> _What the task requires_: Reproduce the listing that follows, line for line.

> _Records for processing_:
//! Entity type and allocation utilities.
//!
//! An [`Entity`] is a lightweight `u64` identifier with no inherent data.
//! Components are attached through the world's entity store to give it
//! meaning.

use serde::{Deserialize, Serialize};

/// A unique entity identifier.
///
/// Entities are pure identifiers — they carry no data of their own. The
/// world maps each entity to a dynamic, string-keyed component bag.
#[derive(Debug, Clone, Copy, PartialEq, Eq, Hash, PartialOrd, Ord, Serialize, Deserialize)]
pub struct Entity(pub u64);

impl Entity {
    /// The null / invalid entity sentinel.
    pub const INVALID: Entity = Entity(0);

    /// Create an entity from a raw `u64` identifier.
    #[must_use]
    pub const fn from_raw(id: u64) -> Self {
        Self(id)
    }

    /// Returns the raw `u64` identifier.
    #[must_use]
    pub const fn id(self) -> u64 {
        self.0
    }

    /// Returns `true` if this is a valid (non-zero) entity.
    #[must_use]
    pub const fn is_valid(self) -> bool {
        self.0 != 0
    }
}

impl std::fmt::Display for Entity {
    fn fmt(&self, f: &mut std::fmt::Formatter<'_>) -> std::fmt::Result {
        write!(f, "Entity({})", self.0)
    }
}

/// Allocates monotonically increasing entity IDs.
///
/// Destroyed IDs are never reused, so a stale handle can never alias a
/// newer entity.
#[derive(Debug)]
pub struct EntityAllocator {
    next_id: u64,
}

impl EntityAllocator {
    /// Creates a new allocator. IDs start at 1 (0 is reserved for [`Entity::INVALID`]).
    #[must_use]
    pub fn new() -> Self {
        Self { next_id: 1 }
    }

    /// Allocates a fresh entity ID.
    pub fn allocate(&mut self) -> Entity {
        let id = self.next_id;
        self.next_id += 1;
        Entity(id)
    }

    /// Returns the number of entities allocated so far.
    #[must_use]
    pub fn count(&self) -> u64 {
        self.next_id - 1
    }
}

impl Default for EntityAllocator {
    fn default() -> Self {
        Self::new()
    }
}
//! RawEventRow to CalendarEvent normalization.
//!
//! The core only ever sees valid instants: rows whose timestamps fail to
//! parse, or whose end precedes their start, are rejected here and
//! surfaced to the caller with a warning instead of flowing into date
//! comparisons with undefined ordering.
//!
//! Enum-ish string fields get defensive defaults: an unknown event type
//! renders as a generic activity, and an unknown recurrence value falls
//! back to a daily step, matching what the expander would otherwise do
//! with an unrecognized rule.

use chrono::{DateTime, Utc};

use casecal_core::{CalendarEvent, EventType, RecurrenceType};

use crate::error::{DataError, DataResult};
use crate::raw_record::RawEventRow;

/// A row that failed normalization, kept for caller-side reporting.
#[derive(Debug)]
pub struct RejectedRow {
    /// The row id, for correlation with the backend.
    pub id: String,
    /// Why the row was rejected.
    pub error: DataError,
}

/// The outcome of normalizing a batch of rows.
#[derive(Debug, Default)]
pub struct NormalizedBatch {
    /// Successfully normalized events, in input order.
    pub events: Vec<CalendarEvent>,
    /// Rows dropped from the batch, in input order.
    pub rejected: Vec<RejectedRow>,
}

impl NormalizedBatch {
    /// Returns true if no rows were rejected.
    pub fn is_clean(&self) -> bool {
        self.rejected.is_empty()
    }
}

/// Normalizes a batch of backend rows.
///
/// Rejected rows are logged at warn level and reported in the result;
/// they never abort the batch.
pub fn normalize_rows(rows: &[RawEventRow]) -> NormalizedBatch {
    let mut batch = NormalizedBatch::default();

    for row in rows {
        match normalize_row(row) {
            Ok(event) => batch.events.push(event),
            Err(error) => {
                tracing::warn!(id = %row.id, %error, "dropping unusable event row");
                batch.rejected.push(RejectedRow {
                    id: row.id.clone(),
                    error,
                });
            }
        }
    }

    batch
}

/// Normalizes a single backend row.
///
/// # Errors
///
/// Returns an error when a timestamp is absent or fails to parse, or when
/// the span is inverted; string enum fields never fail (see module docs).
pub fn normalize_row(row: &RawEventRow) -> DataResult<CalendarEvent> {
    let start = parse_required(&row.id, "startAt", row.start_at.as_deref())?;
    let end = parse_required(&row.id, "endAt", row.end_at.as_deref())?;
    if end < start {
        return Err(DataError::InvertedSpan {
            id: row.id.clone(),
            start,
            end,
        });
    }

    let recurrence_end = row
        .recurrence_end
        .as_deref()
        .map(|value| parse_instant("recurrenceEnd", value))
        .transpose()?;

    let mut event = CalendarEvent::new(&row.id, &row.title, start, end)
        .with_all_day(row.all_day.unwrap_or(false))
        .with_event_type(event_type_from(row.event_type.as_deref(), &row.id))
        .with_recurrence(recurrence_from(row.recurrence_type.as_deref(), &row.id));

    if let Some(end) = recurrence_end {
        event = event.with_recurrence_end(end);
    }
    if let Some(ref location) = row.location {
        event = event.with_location(location);
    }
    if let Some(ref participants) = row.participants {
        event = event.with_participants(participants.iter().map(|p| p.id.clone()).collect());
    }
    if let Some(ref organizer) = row.organizer {
        let name = organizer.display_name.as_ref().unwrap_or(&organizer.id);
        event = event.with_organizer(name);
    }

    Ok(event)
}

fn parse_required(
    id: &str,
    field: &'static str,
    value: Option<&str>,
) -> DataResult<DateTime<Utc>> {
    let value = value.ok_or_else(|| DataError::MissingField {
        id: id.to_string(),
        field,
    })?;
    parse_instant(field, value)
}

fn parse_instant(field: &'static str, value: &str) -> DataResult<DateTime<Utc>> {
    DateTime::parse_from_rfc3339(value)
        .map(|dt| dt.with_timezone(&Utc))
        .map_err(|source| DataError::InvalidTimestamp {
            field,
            value: value.to_string(),
            source,
        })
}

fn event_type_from(raw: Option<&str>, id: &str) -> EventType {
    match raw {
        None => EventType::default(),
        Some("meeting") => EventType::Meeting,
        Some("appointment") => EventType::Appointment,
        Some("activity") => EventType::Activity,
        Some("reminder") => EventType::Reminder,
        Some(other) => {
            tracing::warn!(id, event_type = other, "unknown event type, using activity");
            EventType::Activity
        }
    }
}

fn recurrence_from(raw: Option<&str>, id: &str) -> RecurrenceType {
    match raw {
        None | Some("none") => RecurrenceType::None,
        Some("daily") => RecurrenceType::Daily,
        Some("weekly") => RecurrenceType::Weekly,
        Some("monthly") => RecurrenceType::Monthly,
        Some(other) => {
            tracing::warn!(id, recurrence = other, "unknown recurrence, using daily step");
            RecurrenceType::Daily
        }
    }
}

> _Reply to the exercise_:
//! Entity type and allocation utilities.
//!
//! An [`Entity`] is a lightweight `u64` identifier with no inherent data.
//! Components are attached through the world's entity store to give it
//! meaning.

use serde::{Deserialize, Serialize};

/// A unique entity identifier.
///
/// Entities are pure identifiers — they carry no data of their own. The
/// world maps each entity to a dynamic, string-keyed component bag.
#[derive(Debug, Clone, Copy, PartialEq, Eq, Hash, PartialOrd, Ord, Serialize, Deserialize)]
pub struct Entity(pub u64);

impl Entity {
    /// The null / invalid entity sentinel.
    pub const INVALID: Entity = Entity(0);

    /// Create an entity from a raw `u64` identifier.
    #[must_use]
    pub const fn from_raw(id: u64) -> Self {
        Self(id)
    }

    /// Returns the raw `u64` identifier.
    #[must_use]
    pub const fn id(self) -> u64 {
        self.0
    }

    /// Returns `true` if this is a valid (non-zero) entity.
    #[must_use]
    pub const fn is_valid(self) -> bool {
        self.0 != 0
    }
}

impl std::fmt::Display for Entity {
    fn fmt(&self, f: &mut std::fmt::Formatter<'_>) -> std::fmt::Result {
        write!(f, "Entity({})", self.0)
    }
}

/// Allocates monotonically increasing entity IDs.
///
/// Destroyed IDs are never reused, so a stale handle can never alias a
/// newer entity.
#[derive(Debug)]
pub struct EntityAllocator {
    next_id: u64,
}

impl EntityAllocator {
    /// Creates a new allocator. IDs start at 1 (0 is reserved for [`Entity::INVALID`]).
    #[must_use]
    pub fn new() -> Self {
        Self { next_id: 1 }
    }

    /// Allocates a fresh entity ID.
    pub fn allocate(&mut self) -> Entity {
        let id = self.next_id;
        self.next_id += 1;
        Entity(id)
    }

    /// Returns the number of entities allocated so far.
    #[must_use]
    pub fn count(&self) -> u64 {
        self.next_id - 1
    }
}

impl Default for EntityAllocator {
    fn default() -> Self {
        Self::new()
    }
}
//! RawEventRow to CalendarEvent normalization.
//!
//! The core only ever sees valid instants: rows whose timestamps fail to
//! parse, or whose end precedes their start, are rejected here and
//! surfaced to the caller with a warning instead of flowing into date
//! comparisons with undefined ordering.
//!
//! Enum-ish string fields get defensive defaults: an unknown event type
//! renders as a generic activity, and an unknown recurrence value falls
//! back to a daily step, matching what the expander would otherwise do
//! with an unrecognized rule.

use chrono::{DateTime, Utc};

use casecal_core::{CalendarEvent, EventType, RecurrenceType};

use crate::error::{DataError, DataResult};
use crate::raw_record::RawEventRow;

/// A row that failed normalization, kept for caller-side reporting.
#[derive(Debug)]
pub struct RejectedRow {
    /// The row id, for correlation with the backend.
    pub id: String,
    /// Why the row was rejected.
    pub error: DataError,
}

/// The outcome of normalizing a batch of rows.
#[derive(Debug, Default)]
pub struct NormalizedBatch {
    /// Successfully normalized events, in input order.
    pub events: Vec<CalendarEvent>,
    /// Rows dropped from the batch, in input order.
    pub rejected: Vec<RejectedRow>,
}

impl NormalizedBatch {
    /// Returns true if no rows were rejected.
    pub fn is_clean(&self) -> bool {
        self.rejected.is_empty()
    }
}

/// Normalizes a batch of backend rows.
///
/// Rejected rows are logged at warn level and reported in the result;
/// they never abort the batch.
pub fn normalize_rows(rows: &[RawEventRow]) -> NormalizedBatch {
    let mut batch = NormalizedBatch::default();

    for row in rows {
        match normalize_row(row) {
            Ok(event) => batch.events.push(event),
            Err(error) => {
                tracing::warn!(id = %row.id, %error, "dropping unusable event row");
                batch.rejected.push(RejectedRow {
                    id: row.id.clone(),
                    error,
                });
            }
        }
    }

    batch
}

/// Normalizes a single backend row.
///
/// # Errors
///
/// Returns an error when a timestamp is absent or fails to parse, or when
/// the span is inverted; string enum fields never fail (see module docs).
pub fn normalize_row(row: &RawEventRow) -> DataResult<CalendarEvent> {
    let start = parse_required(&row.id, "startAt", row.start_at.as_deref())?;
    let end = parse_required(&row.id, "endAt", row.end_at.as_deref())?;
    if end < start {
        return Err(DataError::InvertedSpan {
            id: row.id.clone(),
            start,
            end,
        });
    }

    let recurrence_end = row
        .recurrence_end
        .as_deref()
        .map(|value| parse_instant("recurrenceEnd", value))
        .transpose()?;

    let mut event = CalendarEvent::new(&row.id, &row.title, start, end)
        .with_all_day(row.all_day.unwrap_or(false))
        .with_event_type(event_type_from(row.event_type.as_deref(), &row.id))
        .with_recurrence(recurrence_from(row.recurrence_type.as_deref(), &row.id));

    if let Some(end) = recurrence_end {
        event = event.with_recurrence_end(end);
    }
    if let Some(ref location) = row.location {
        event = event.with_location(location);
    }
    if let Some(ref participants) = row.participants {
        event = event.with_participants(participants.iter().map(|p| p.id.clone()).collect());
    }
    if let Some(ref organizer) = row.organizer {
        let name = organizer.display_name.as_ref().unwrap_or(&organizer.id);
        event = event.with_organizer(name);
    }

    Ok(event)
}

fn parse_required(
    id: &str,
    field: &'static str,
    value: Option<&str>,
) -> DataResult<DateTime<Utc>> {
    let value = value.ok_or_else(|| DataError::MissingField {
        id: id.to_string(),
        field,
    })?;
    parse_instant(field, value)
}

fn parse_instant(field: &'static str, value: &str) -> DataResult<DateTime<Utc>> {
    DateTime::parse_from_rfc3339(value)
        .map(|dt| dt.with_timezone(&Utc))
        .map_err(|source| DataError::InvalidTimestamp {
            field,
            value: value.to_string(),
            source,
        })
}

fn event_type_from(raw: Option<&str>, id: &str) -> EventType {
    match raw {
        None => EventType::default(),
        Some("meeting") => EventType::Meeting,
        Some("appointment") => EventType::Appointment,
        Some("activity") => EventType::Activity,
        Some("reminder") => EventType::Reminder,
        Some(other) => {
            tracing::warn!(id, event_type = other, "unknown event type, using activity");
            EventType::Activity
        }
    }
}

fn recurrence_from(raw: Option<&str>, id: &str) -> RecurrenceType {
    match raw {
        None | Some("none") => RecurrenceType::None,
        Some("daily") => RecurrenceType::Daily,
        Some("weekly") => RecurrenceType::Weekly,
        Some("monthly") => RecurrenceType::Monthly,
        Some(other) => {
            tracing::warn!(id, recurrence = other, "unknown recurrence, using daily step");
            RecurrenceType::Daily
        }
    }
}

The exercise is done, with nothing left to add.